In 2005, she and Dad moved from the Okanagan to Alberta to be closer to their grandkids. She wasn’t feeling well on that day they arrived and for months tried to cure this reoccurring  “flu” with Chinese herbal concoctions until it became so severe that she finally consulted a doctor.

She began to have a hard time swallowing and lost weight. She was ravenous and we were desperate to find foods she could eat. The smoothies we brought went largely untouched.  I made for her one of her favourite soups, a creamy dill potato, using her recipe.  She wanted to eat it but she couldn’t get it past her throat. At the end of June, she was diagnosed with esophageal cancer. She died three weeks later.

Those three weeks were brutal. We took turns taking care of dad at the house and sleeping in the hospice room just feet from mom’s bed. For someone who was such a force of nature in everyone’s life, the disease took no time at all to reduce her to a frail, helpless invalid. It was tough to witness. I wanted to pull the tubes out of her and scream life back into her body. I wanted my brusque, bulldozer mother back.

When she died, the reality of being “motherless” hit me like a Mack truck. I didn’t know how to process that I had no mother.

What a bastard cancer was to take someone with whom I’d finally connected. Someone I could laugh with and call anytime. Someone who loved me and made time for me, no matter what. Finally.

With the realization that I was mother-less, I felt like my umbilical cord to life had just been severed. I had no emotional shelter, no grounding, no foundation.

I would never pick up the phone again and say, “Hi mom, what’s new?” She would never take over my kitchen again, and she would never again utter another “ach” or click her tongue in disapproval. I’d even miss that.

I would never buy another Mother’s Day card, and as much as I’ve forever grumbled about the ridiculous prices of greeting cards, I would gladly fork over the $7.95 today to find the perfect one for her.

So, on this day, May 11th, what would’ve been her 84th birthday, I honour her memory with this note, and I’ll cry for her as I did on that July day 13 years ago when I last held her hand.

July 2, 2005: me and Mom, three weeks before she died. It was my parents’ 50th wedding anniversary.

I have two kids now, so yes, Mom, I do understand what its like to be a mother. I know what it’s like to love a child so much it defies description. I know how it feels to be terrified that they’ll make a wrong decision and that someone might hurt them.

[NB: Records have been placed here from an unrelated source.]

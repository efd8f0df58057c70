/// Episode telemetry.
///
/// The environment appends one `score epsilon reward` line per finished game
/// to a plain-text log. A separate monitor process reads the whole file back
/// on an interval and summarises it; the helpers for that side live here too.

use std::fs::{self, OpenOptions};
use std::io::Write;
use std::path::{Path, PathBuf};

use tracing::info;

use crate::error::{Error, Result};

/// One finished episode.
#[derive(Clone, Copy, Debug, PartialEq)]
pub struct EpisodeRecord {
    pub score: u32,
    /// The caller's exploration parameter when the episode ended.
    pub epsilon: f64,
    /// Cumulative reward over the episode.
    pub reward: f64,
}

/// Append-only episode log.
#[derive(Clone, Debug)]
pub struct TelemetryLog {
    path: PathBuf,
}

impl TelemetryLog {
    pub fn new(path: impl Into<PathBuf>) -> Self {
        Self { path: path.into() }
    }

    pub fn path(&self) -> &Path {
        &self.path
    }

    pub fn append(&self, record: &EpisodeRecord) -> Result<()> {
        let io_err = |source| Error::Telemetry {
            path: self.path.clone(),
            source,
        };
        let mut file = OpenOptions::new()
            .create(true)
            .append(true)
            .open(&self.path)
            .map_err(io_err)?;
        writeln!(file, "{} {} {}", record.score, record.epsilon, record.reward).map_err(io_err)?;
        file.flush().map_err(io_err)?;
        info!(
            score = record.score,
            epsilon = record.epsilon,
            reward = record.reward,
            "episode logged"
        );
        Ok(())
    }
}

// ── Reading ───────────────────────────────────────────────────────────────────

/// Parse a log's contents. Blank lines are skipped; any other line must hold
/// exactly three numbers.
pub fn parse_records(text: &str) -> Result<Vec<EpisodeRecord>> {
    let mut records = Vec::new();
    for (index, line) in text.lines().enumerate() {
        let fields: Vec<&str> = line.split_whitespace().collect();
        if fields.is_empty() {
            continue;
        }
        let malformed = |reason: String| Error::MalformedRecord {
            line: index + 1,
            reason,
        };
        let &[score, epsilon, reward] = fields.as_slice() else {
            return Err(malformed(format!("expected 3 fields, found {}", fields.len())));
        };
        let score: f64 = score
            .parse()
            .map_err(|_| malformed(format!("score {score:?} is not a number")))?;
        let epsilon: f64 = epsilon
            .parse()
            .map_err(|_| malformed(format!("epsilon {epsilon:?} is not a number")))?;
        let reward: f64 = reward
            .parse()
            .map_err(|_| malformed(format!("reward {reward:?} is not a number")))?;
        if !score.is_finite() || score < 0.0 {
            return Err(malformed(format!("score {score} is out of range")));
        }
        records.push(EpisodeRecord {
            score: score as u32,
            epsilon,
            reward,
        });
    }
    Ok(records)
}

pub fn load_records(path: &Path) -> Result<Vec<EpisodeRecord>> {
    let text = fs::read_to_string(path).map_err(|source| Error::Telemetry {
        path: path.to_path_buf(),
        source,
    })?;
    parse_records(&text)
}

// ── Statistics ────────────────────────────────────────────────────────────────

fn mean(values: &[f64]) -> f64 {
    if values.is_empty() {
        0.0
    } else {
        values.iter().sum::<f64>() / values.len() as f64
    }
}

/// Centred running mean, one output per input. Samples that fall outside
/// the series are replaced by the series mean.
pub fn running_mean(values: &[f64], window: usize) -> Vec<f64> {
    let window = window.max(1);
    let fill = mean(values);
    let half = (window / 2) as isize;
    (0..values.len() as isize)
        .map(|i| {
            let total: f64 = (i - half..i - half + window as isize)
                .map(|j| {
                    usize::try_from(j)
                        .ok()
                        .and_then(|j| values.get(j))
                        .copied()
                        .unwrap_or(fill)
                })
                .sum();
            total / window as f64
        })
        .collect()
}

/// Sliding mean over full windows only.
pub fn moving_average(values: &[f64], window: usize) -> Vec<f64> {
    let window = window.max(1);
    values.windows(window).map(mean).collect()
}

/// Mean of each complete, non-overlapping window; a short tail is dropped.
pub fn batch_mean(values: &[f64], window: usize) -> Vec<f64> {
    let window = window.max(1);
    values.chunks_exact(window).map(mean).collect()
}

/// Least-squares line through `(index, value)`. Returns `(slope, intercept)`.
pub fn linear_trend(values: &[f64]) -> (f64, f64) {
    let n = values.len() as f64;
    if values.len() < 2 {
        return (0.0, mean(values));
    }
    let x_mean = (n - 1.0) / 2.0;
    let y_mean = mean(values);
    let (mut num, mut den) = (0.0, 0.0);
    for (i, y) in values.iter().enumerate() {
        let dx = i as f64 - x_mean;
        num += dx * (y - y_mean);
        den += dx * dx;
    }
    let slope = num / den;
    (slope, y_mean - slope * x_mean)
}

/// What the monitor shows after each successful poll.
#[derive(Clone, Debug, PartialEq)]
pub struct MonitorSummary {
    pub episodes: usize,
    pub mean_score: f64,
    pub last: EpisodeRecord,
    /// Running mean of the reward column.
    pub smoothed: Vec<f64>,
    pub slope: f64,
    pub intercept: f64,
}

/// Summarise a log. `None` for an empty log.
pub fn summarize(records: &[EpisodeRecord], window: usize) -> Option<MonitorSummary> {
    let last = *records.last()?;
    let scores: Vec<f64> = records.iter().map(|r| f64::from(r.score)).collect();
    let rewards: Vec<f64> = records.iter().map(|r| r.reward).collect();
    let smoothed = running_mean(&rewards, window);
    let (slope, intercept) = linear_trend(&smoothed);
    Some(MonitorSummary {
        episodes: records.len(),
        mean_score: mean(&scores),
        last,
        smoothed,
        slope,
        intercept,
    })
}
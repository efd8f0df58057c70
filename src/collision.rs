/// Collision resolution between entity groups.
///
/// `resolve` runs the pairings in a fixed order every playing tick. Later
/// pairings only see what survived the earlier ones, so a bullet that took
/// out an enemy cannot also chip a blocker.

use rand::Rng;
use tracing::{debug, info};

use crate::entities::{Bullet, Enemy, Explosion, GameState, Hitbox, Mystery, Rect};
use crate::mystery::roll_points;

/// Formation bottom at which enemies start crushing the player.
pub const PLAYER_CONTACT_LINE: i32 = 540;
/// Formation bottom at which the invasion has landed.
pub const FLOOR: i32 = 600;
/// Formation bottom at which enemies start eating the barricades.
pub const BLOCKER_CONTACT_LINE: i32 = crate::entities::BLOCKERS_POSITION;

/// What the collision pass did this tick.
#[derive(Clone, Copy, Debug, Default, PartialEq, Eq)]
pub struct CollisionReport {
    /// Enemies and mystery ships shot down.
    pub kills: u32,
    /// A life marker was spent and a respawn scheduled.
    pub life_lost: bool,
    pub game_over: bool,
    /// This tick's shots emptied a formation that was populated before.
    pub cleared: bool,
}

/// Collide every member of `a` against `b`, in `a`'s order.
///
/// A member of `a` that touches anything in `b` is returned (and removed
/// when `kill_a`); everything in `b` it touches is removed when `kill_b`, so
/// later members of `a` can no longer hit it.
pub fn group_collide<A, B>(a: &mut Vec<A>, b: &mut Vec<B>, kill_a: bool, kill_b: bool) -> Vec<A>
where
    A: Hitbox + Clone,
    B: Hitbox,
{
    let mut hits = Vec::new();
    let mut i = 0;
    while i < a.len() {
        let rect = a[i].rect();
        let collided = if kill_b {
            let before = b.len();
            b.retain(|other| !rect.intersects(&other.rect()));
            b.len() < before
        } else {
            b.iter().any(|other| rect.intersects(&other.rect()))
        };

        if collided && kill_a {
            hits.push(a.remove(i));
            continue;
        }
        if collided {
            hits.push(a[i].clone());
        }
        i += 1;
    }
    hits
}

/// Remove every bullet touching `target`. Returns whether any did.
fn strike(target: Rect, bullets: &mut Vec<Bullet>) -> bool {
    let before = bullets.len();
    bullets.retain(|bullet| !target.intersects(&bullet.rect));
    bullets.len() < before
}

fn formation_members(state: &GameState) -> Vec<Enemy> {
    state.formation.iter().copied().collect()
}

pub fn resolve(state: &mut GameState, now: u64, rng: &mut impl Rng) -> CollisionReport {
    let mut report = CollisionReport::default();
    let populated = !state.formation.is_empty();

    // 1. Shots cancel each other out.
    group_collide(&mut state.player_bullets, &mut state.enemy_bullets, true, true);

    // 2. Player shots against the formation.
    let mut enemies = formation_members(state);
    for hit in group_collide(&mut enemies, &mut state.player_bullets, false, true) {
        if let Some(enemy) = state.formation.kill(hit.row, hit.column) {
            state.score += enemy.points();
            state.explosions.push(Explosion::enemy(&enemy, now));
            state.round_timer = now;
            report.kills += 1;
        }
    }
    report.cleared = populated && state.formation.is_empty();

    // 3. Player shots against the mystery ship.
    if strike(state.mystery.rect, &mut state.player_bullets) {
        let points = roll_points(rng);
        state.score += points;
        state.explosions.push(Explosion::mystery(&state.mystery, points, now));
        state.mystery = Mystery::spawn(now);
        report.kills += 1;
        debug!(points, "mystery ship destroyed");
    }

    // 4. Enemy shots against the player.
    if state.player.alive && strike(state.player.rect, &mut state.enemy_bullets) {
        state.player.alive = false;
        if state.lives.consume() {
            state.explosions.push(Explosion::ship(&state.player, now));
            state.respawn_pending = true;
            state.ship_timer = now;
            report.life_lost = true;
            info!(lives = state.lives.remaining(), "ship destroyed");
        } else {
            state.game_over = true;
            info!(score = state.score, "ship destroyed with no lives left");
        }
    }

    // 5. The formation has reached the player's row.
    if state.formation.bottom() >= PLAYER_CONTACT_LINE {
        if state.player.alive {
            let mut player = vec![state.player.clone()];
            let mut enemies = formation_members(state);
            let crushed = group_collide(&mut enemies, &mut player, false, true);
            for enemy in &crushed {
                state.formation.kill(enemy.row, enemy.column);
            }
            if !crushed.is_empty() {
                state.player.alive = false;
            }
        }
        if !state.player.alive || state.formation.bottom() >= FLOOR {
            state.game_over = true;
            info!(bottom = state.formation.bottom(), "formation reached the floor");
        }
    }

    // 6–7. Any shot chips the barricades.
    group_collide(&mut state.enemy_bullets, &mut state.blockers, true, true);
    group_collide(&mut state.player_bullets, &mut state.blockers, true, true);

    // 8. A low enough formation grinds through them.
    if state.formation.bottom() >= BLOCKER_CONTACT_LINE {
        let mut enemies = formation_members(state);
        group_collide(&mut enemies, &mut state.blockers, false, true);
    }

    report.game_over = state.game_over;
    report
}
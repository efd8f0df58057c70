/// Error taxonomy for the environment library.
///
/// Game over is not an error: it is reported through the terminal flag of a
/// step. The variants here cover bad configuration, raw actions outside the
/// enumerated set, and the telemetry log.

use std::path::PathBuf;

use thiserror::Error;

#[derive(Debug, Error)]
pub enum Error {
    #[error("invalid configuration: {0}")]
    InvalidConfig(&'static str),

    #[error("action {0} is outside 0..=3")]
    InvalidAction(i64),

    #[error("telemetry log {path}: {source}")]
    Telemetry {
        path: PathBuf,
        #[source]
        source: std::io::Error,
    },

    #[error("telemetry row {line} is malformed: {reason}")]
    MalformedRecord { line: usize, reason: String },
}

pub type Result<T> = std::result::Result<T, Error>;
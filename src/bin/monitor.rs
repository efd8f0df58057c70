//! Live view of the episode telemetry log.
//!
//! Polls the log on an interval, smooths the reward column with a running
//! mean, fits a straight line through it and redraws a small bar chart.
//! Unreadable, partial or empty logs skip the cycle; the next poll retries.
//!
//! Usage:
//!   invaders_monitor --log stats.txt --window 20

use std::io::{stdout, Write};
use std::path::PathBuf;
use std::thread;
use std::time::Duration;

use anyhow::Result;
use clap::Parser;
use crossterm::{
    cursor,
    style::{self, Color, Print},
    terminal, QueueableCommand,
};
use tracing::debug;
use tracing_subscriber::EnvFilter;

use invaders_env::telemetry::{load_records, summarize, MonitorSummary};

#[derive(Parser, Debug)]
#[command(name = "invaders_monitor")]
#[command(about = "Plot the running mean and trend of logged episode rewards")]
struct Args {
    /// Telemetry log written by `invaders_env --telemetry`
    #[arg(long)]
    log: PathBuf,
    /// Running-mean window, in episodes
    #[arg(long, default_value_t = 1)]
    window: usize,
    #[arg(long, default_value_t = 2)]
    interval_secs: u64,
    /// Chart width in episodes (most recent shown)
    #[arg(long, default_value_t = 60)]
    columns: usize,
}

const CHART_ROWS: usize = 12;

fn main() -> Result<()> {
    tracing_subscriber::fmt()
        .with_env_filter(EnvFilter::from_default_env())
        .with_writer(std::io::stderr)
        .init();

    let args = Args::parse();
    let mut out = stdout();

    loop {
        thread::sleep(Duration::from_secs(args.interval_secs));

        let records = match load_records(&args.log) {
            Ok(records) => records,
            Err(err) => {
                debug!(%err, "skipping refresh");
                continue;
            }
        };
        let Some(summary) = summarize(&records, args.window) else {
            debug!("log is empty");
            continue;
        };
        draw(&mut out, &summary, &args)?;
    }
}

fn draw<W: Write>(out: &mut W, summary: &MonitorSummary, args: &Args) -> std::io::Result<()> {
    out.queue(terminal::Clear(terminal::ClearType::All))?;
    out.queue(cursor::MoveTo(0, 0))?;
    out.queue(style::SetForegroundColor(Color::White))?;
    out.queue(Print(format!(
        "Average reward (running mean {} episodes, epsilon {})\r\n",
        args.window, summary.last.epsilon
    )))?;
    out.queue(style::SetForegroundColor(Color::DarkGrey))?;
    out.queue(Print(format!(
        "episodes {}  mean score {:.1}  last score {}  last reward {:.1}  trend {:+.3}/episode\r\n\r\n",
        summary.episodes,
        summary.mean_score,
        summary.last.score,
        summary.last.reward,
        summary.slope
    )))?;

    let start = summary.smoothed.len().saturating_sub(args.columns);
    let shown = &summary.smoothed[start..];
    let lo = shown.iter().copied().fold(f64::INFINITY, f64::min);
    let hi = shown.iter().copied().fold(f64::NEG_INFINITY, f64::max);
    let span = (hi - lo).max(f64::EPSILON);
    let level = |value: f64| ((value - lo) / span * (CHART_ROWS - 1) as f64).round() as usize;

    for row in (0..CHART_ROWS).rev() {
        let label = lo + span * row as f64 / (CHART_ROWS - 1) as f64;
        out.queue(style::SetForegroundColor(Color::DarkGrey))?;
        out.queue(Print(format!("{label:>10.1} │")))?;
        for (offset, value) in shown.iter().enumerate() {
            let x = (start + offset) as f64;
            let trend = summary.intercept + summary.slope * x;
            let (glyph, color) = if level(*value) >= row {
                ("█", Color::Cyan)
            } else if level(trend.clamp(lo, hi)) == row {
                ("·", Color::Yellow)
            } else {
                (" ", Color::Reset)
            };
            out.queue(style::SetForegroundColor(color))?;
            out.queue(Print(glyph))?;
        }
        out.queue(Print("\r\n"))?;
    }

    out.queue(style::ResetColor)?;
    out.flush()
}
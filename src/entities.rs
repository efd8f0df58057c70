/// All game entity types, plus the small per-entity behaviour each one owns
/// (moving a bullet, toggling an animation frame, expiring an explosion).
/// Group-level behaviour lives in the controller modules.

use tracing::warn;

use crate::error::Error;
use crate::formation::EnemyFormation;

// ── Playfield ─────────────────────────────────────────────────────────────────

pub const SCREEN_WIDTH: i32 = 800;
pub const SCREEN_HEIGHT: i32 = 600;

pub const PLAYER_START_X: i32 = 375;
pub const PLAYER_START_Y: i32 = 540;
pub const PLAYER_WIDTH: i32 = 50;
pub const PLAYER_HEIGHT: i32 = 48;
pub const MOVE_SPEED: i32 = 20;
const PLAYER_MIN_X: i32 = 10;
const PLAYER_MAX_X: i32 = 740;

pub const BULLET_SPEED: i32 = 20;
pub const ENEMY_BULLET_SPEED: i32 = 5;
pub const BULLET_WIDTH: i32 = 5;
pub const BULLET_HEIGHT: i32 = 15;
/// Bullets die once they move above this row...
pub const BULLET_MIN_Y: i32 = 15;
/// ...or below this one.
pub const BULLET_MAX_Y: i32 = 600;

pub const ENEMY_WIDTH: i32 = 40;
pub const ENEMY_HEIGHT: i32 = 35;

pub const BLOCKERS_POSITION: i32 = 450;
pub const BLOCKER_SIZE: i32 = 10;
pub const BLOCKER_ROWS: usize = 4;
pub const BLOCKER_COLUMNS: usize = 9;
pub const BARRICADES: usize = 4;

pub const LIFE_SIZE: i32 = 23;
const LIFE_POSITIONS: [(i32, i32); 3] = [(715, 3), (742, 3), (769, 3)];

pub const ENEMY_EXPLOSION_LIFETIME: u64 = 400;
pub const MYSTERY_EXPLOSION_LIFETIME: u64 = 600;
pub const SHIP_EXPLOSION_LIFETIME: u64 = 900;

// ── Geometry ──────────────────────────────────────────────────────────────────

/// Axis-aligned rectangle in playfield pixels, top-left anchored.
#[derive(Clone, Copy, Debug, PartialEq, Eq)]
pub struct Rect {
    pub x: i32,
    pub y: i32,
    pub w: i32,
    pub h: i32,
}

impl Rect {
    pub const fn new(x: i32, y: i32, w: i32, h: i32) -> Self {
        Self { x, y, w, h }
    }

    pub fn right(&self) -> i32 {
        self.x + self.w
    }

    pub fn bottom(&self) -> i32 {
        self.y + self.h
    }

    /// Strict overlap test; rectangles that only share an edge do not collide.
    pub fn intersects(&self, other: &Rect) -> bool {
        self.x < other.right()
            && other.x < self.right()
            && self.y < other.bottom()
            && other.y < self.bottom()
    }
}

/// Anything the collision resolver can test against another group.
pub trait Hitbox {
    fn rect(&self) -> Rect;
}

// ── Actions ───────────────────────────────────────────────────────────────────

/// The four controls available to the player or agent.
#[derive(Clone, Copy, Debug, PartialEq, Eq, Default)]
pub enum Action {
    #[default]
    Noop,
    Fire,
    MoveLeft,
    MoveRight,
}

impl Action {
    pub const ALL: [Action; 4] = [
        Action::Noop,
        Action::Fire,
        Action::MoveLeft,
        Action::MoveRight,
    ];

    /// Map a raw agent output onto an action, falling back to `Noop` for
    /// anything outside the enumerated set.
    pub fn from_raw(raw: i64) -> Action {
        Action::try_from(raw).unwrap_or_else(|err| {
            warn!(%err, "falling back to no-op");
            Action::Noop
        })
    }

    pub fn index(self) -> usize {
        self as usize
    }
}

impl TryFrom<i64> for Action {
    type Error = Error;

    fn try_from(raw: i64) -> Result<Self, Self::Error> {
        match raw {
            0 => Ok(Action::Noop),
            1 => Ok(Action::Fire),
            2 => Ok(Action::MoveLeft),
            3 => Ok(Action::MoveRight),
            other => Err(Error::InvalidAction(other)),
        }
    }
}

// ── Player ────────────────────────────────────────────────────────────────────

#[derive(Clone, Debug)]
pub struct Player {
    pub rect: Rect,
    pub speed: i32,
    pub alive: bool,
    /// Set by a `Fire` action, consumed by the next fire attempt.
    pub fired: bool,
}

impl Player {
    pub fn new() -> Self {
        Self {
            rect: Rect::new(PLAYER_START_X, PLAYER_START_Y, PLAYER_WIDTH, PLAYER_HEIGHT),
            speed: MOVE_SPEED,
            alive: true,
            fired: false,
        }
    }

    pub fn apply_action(&mut self, action: Action) {
        match action {
            Action::Noop => {}
            Action::Fire => self.fired = true,
            Action::MoveLeft if self.rect.x > PLAYER_MIN_X => self.rect.x -= self.speed,
            Action::MoveRight if self.rect.x < PLAYER_MAX_X => self.rect.x += self.speed,
            Action::MoveLeft | Action::MoveRight => {}
        }
    }
}

impl Default for Player {
    fn default() -> Self {
        Self::new()
    }
}

impl Hitbox for Player {
    fn rect(&self) -> Rect {
        self.rect
    }
}

// ── Projectiles ───────────────────────────────────────────────────────────────

#[derive(Clone, Copy, Debug, PartialEq, Eq)]
pub enum BulletOwner {
    Player,
    Enemy,
}

/// Which sprite a bullet is drawn with. Rendering only.
#[derive(Clone, Copy, Debug, PartialEq, Eq)]
pub enum BulletSprite {
    Laser,
    EnemyLaser,
}

#[derive(Clone, Debug)]
pub struct Bullet {
    pub rect: Rect,
    /// −1 travels up, +1 travels down.
    pub direction: i32,
    pub speed: i32,
    pub owner: BulletOwner,
    pub sprite: BulletSprite,
}

impl Bullet {
    pub fn player(x: i32, y: i32) -> Self {
        Self {
            rect: Rect::new(x, y, BULLET_WIDTH, BULLET_HEIGHT),
            direction: -1,
            speed: BULLET_SPEED,
            owner: BulletOwner::Player,
            sprite: BulletSprite::Laser,
        }
    }

    pub fn enemy(x: i32, y: i32) -> Self {
        Self {
            rect: Rect::new(x, y, BULLET_WIDTH, BULLET_HEIGHT),
            direction: 1,
            speed: ENEMY_BULLET_SPEED,
            owner: BulletOwner::Enemy,
            sprite: BulletSprite::EnemyLaser,
        }
    }

    /// Move one tick. Returns `false` once the bullet has left the
    /// vertical playfield and should be dropped.
    pub fn advance(&mut self) -> bool {
        self.rect.y += self.speed * self.direction;
        (BULLET_MIN_Y..=BULLET_MAX_Y).contains(&self.rect.y)
    }
}

impl Hitbox for Bullet {
    fn rect(&self) -> Rect {
        self.rect
    }
}

// ── Enemies ───────────────────────────────────────────────────────────────────

#[derive(Clone, Copy, Debug, PartialEq, Eq)]
pub enum EnemyKind {
    Squid,
    Crab,
    Octopus,
}

#[derive(Clone, Copy, Debug, PartialEq, Eq)]
pub struct Enemy {
    pub row: usize,
    pub column: usize,
    pub rect: Rect,
    /// Animation frame, 0 or 1.
    pub frame: u8,
}

impl Enemy {
    pub fn new(row: usize, column: usize, x: i32, y: i32) -> Self {
        Self {
            row,
            column,
            rect: Rect::new(x, y, ENEMY_WIDTH, ENEMY_HEIGHT),
            frame: 0,
        }
    }

    pub fn kind(&self) -> EnemyKind {
        match self.row {
            0 => EnemyKind::Squid,
            1 | 2 => EnemyKind::Crab,
            _ => EnemyKind::Octopus,
        }
    }

    /// Score awarded for destroying this enemy.
    pub fn points(&self) -> u32 {
        match self.row {
            0 => 30,
            1 | 2 => 20,
            _ => 10,
        }
    }

    pub fn toggle_frame(&mut self) {
        self.frame ^= 1;
    }
}

impl Hitbox for Enemy {
    fn rect(&self) -> Rect {
        self.rect
    }
}

// ── Mystery target ────────────────────────────────────────────────────────────

/// Bonus ship crossing the top of the screen. Movement lives in `mystery.rs`.
#[derive(Clone, Debug)]
pub struct Mystery {
    pub rect: Rect,
    pub direction: i32,
    pub move_time: u64,
    pub timer: u64,
    /// Completed crossings that nobody shot down.
    pub missed: u32,
}

impl Hitbox for Mystery {
    fn rect(&self) -> Rect {
        self.rect
    }
}

// ── Blockers ──────────────────────────────────────────────────────────────────

/// One destructible cell of a barricade.
#[derive(Clone, Debug, PartialEq, Eq)]
pub struct Blocker {
    pub rect: Rect,
    pub barricade: usize,
    pub row: usize,
    pub column: usize,
}

impl Hitbox for Blocker {
    fn rect(&self) -> Rect {
        self.rect
    }
}

/// Build the 4 × 9 cell grid of barricade `number`.
pub fn make_barricade(number: usize) -> Vec<Blocker> {
    let mut cells = Vec::with_capacity(BLOCKER_ROWS * BLOCKER_COLUMNS);
    for row in 0..BLOCKER_ROWS {
        for column in 0..BLOCKER_COLUMNS {
            cells.push(Blocker {
                rect: Rect::new(
                    50 + 200 * number as i32 + column as i32 * BLOCKER_SIZE,
                    BLOCKERS_POSITION + row as i32 * BLOCKER_SIZE,
                    BLOCKER_SIZE,
                    BLOCKER_SIZE,
                ),
                barricade: number,
                row,
                column,
            });
        }
    }
    cells
}

pub fn make_blockers() -> Vec<Blocker> {
    (0..BARRICADES).flat_map(make_barricade).collect()
}

// ── Lives ─────────────────────────────────────────────────────────────────────

#[derive(Clone, Debug, PartialEq, Eq)]
pub struct Life {
    pub rect: Rect,
    pub alive: bool,
}

/// The three life markers, consumed back to front.
#[derive(Clone, Debug)]
pub struct LifeChain {
    pub markers: [Life; 3],
}

impl LifeChain {
    pub fn new() -> Self {
        Self {
            markers: LIFE_POSITIONS.map(|(x, y)| Life {
                rect: Rect::new(x, y, LIFE_SIZE, LIFE_SIZE),
                alive: true,
            }),
        }
    }

    /// Knock out the rightmost remaining marker. Returns `false` when none
    /// were left, i.e. the hit that ends the game.
    pub fn consume(&mut self) -> bool {
        match self.markers.iter_mut().rev().find(|life| life.alive) {
            Some(life) => {
                life.alive = false;
                true
            }
            None => false,
        }
    }

    pub fn remaining(&self) -> usize {
        self.markers.iter().filter(|life| life.alive).count()
    }
}

impl Default for LifeChain {
    fn default() -> Self {
        Self::new()
    }
}

// ── Explosions ────────────────────────────────────────────────────────────────

#[derive(Clone, Copy, Debug, PartialEq, Eq)]
pub enum ExplosionKind {
    /// Enemy burst, coloured by the row it came from.
    Enemy { row: usize },
    /// Floating score popup where the mystery ship was hit.
    Mystery { points: u32 },
    Ship,
}

#[derive(Clone, Debug)]
pub struct Explosion {
    pub kind: ExplosionKind,
    pub rect: Rect,
    pub created_at: u64,
}

impl Explosion {
    pub fn enemy(enemy: &Enemy, now: u64) -> Self {
        Self {
            kind: ExplosionKind::Enemy { row: enemy.row },
            rect: enemy.rect,
            created_at: now,
        }
    }

    pub fn mystery(mystery: &Mystery, points: u32, now: u64) -> Self {
        Self {
            kind: ExplosionKind::Mystery { points },
            rect: Rect::new(mystery.rect.x + 20, mystery.rect.y + 6, 40, 20),
            created_at: now,
        }
    }

    pub fn ship(player: &Player, now: u64) -> Self {
        Self {
            kind: ExplosionKind::Ship,
            rect: player.rect,
            created_at: now,
        }
    }

    pub fn lifetime(&self) -> u64 {
        match self.kind {
            ExplosionKind::Enemy { .. } => ENEMY_EXPLOSION_LIFETIME,
            ExplosionKind::Mystery { .. } => MYSTERY_EXPLOSION_LIFETIME,
            ExplosionKind::Ship => SHIP_EXPLOSION_LIFETIME,
        }
    }

    pub fn is_expired(&self, now: u64) -> bool {
        now.saturating_sub(self.created_at) > self.lifetime()
    }

    /// Area to draw at `now`, or `None` during the blink-off phases.
    pub fn visible_rect(&self, now: u64) -> Option<Rect> {
        let passed = now.saturating_sub(self.created_at);
        match self.kind {
            ExplosionKind::Enemy { .. } if passed <= 100 => Some(self.rect),
            ExplosionKind::Enemy { .. } if passed <= 200 => {
                Some(Rect::new(self.rect.x - 6, self.rect.y - 6, 50, 45))
            }
            ExplosionKind::Mystery { .. } if passed <= 200 || (401..=600).contains(&passed) => {
                Some(self.rect)
            }
            ExplosionKind::Ship if (301..=600).contains(&passed) => Some(self.rect),
            _ => None,
        }
    }
}

// ── Master game state ─────────────────────────────────────────────────────────

/// Lifecycle of a game as seen by the step interface.
#[derive(Clone, Copy, Debug, PartialEq, Eq)]
pub enum Phase {
    TitleScreen,
    Playing,
    RoundClear,
    GameOver,
}

/// The entire mutable game state. Every timer-driven field is measured
/// against `clock`.
#[derive(Clone, Debug)]
pub struct GameState {
    pub player: Player,
    pub player_bullets: Vec<Bullet>,
    pub enemy_bullets: Vec<Bullet>,
    pub formation: EnemyFormation,
    pub mystery: Mystery,
    pub blockers: Vec<Blocker>,
    pub explosions: Vec<Explosion>,
    pub lives: LifeChain,
    pub score: u32,
    /// Score at the end of the previous playing tick.
    pub prev_score: u32,
    /// Top row of the formation for the current round.
    pub enemy_position: i32,
    pub phase: Phase,
    pub game_over: bool,
    /// Ship destroyed and waiting for `ship_timer` to elapse.
    pub respawn_pending: bool,
    pub ship_timer: u64,
    /// Last enemy shot.
    pub shoot_timer: u64,
    /// Last enemy kill; the round-clear pause runs from here.
    pub round_timer: u64,
    pub clock: u64,
}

I wish with all my heart I could go back and change some things—like being more patient, being less of an ass; listening more, and not waiting to say “I love you” until you were dying in a hospital bed.  I wish I could go back and hug you a thousand times.

But, I can’t. I can only urge others to be less dismissive with the value of time.

So to them, I say: please…cherish your mother while you have her to cherish. Forgive her— and yourself—of careless words and deeds past, and know that no matter what, her first instinct always is (and was) to protect you…even if you don’t realize it at the time.

“Time is precious”—what an understatement.

Call your mom, hug her. You don’t have to wait until Mother’s Day to do it.  Now is a good time, too.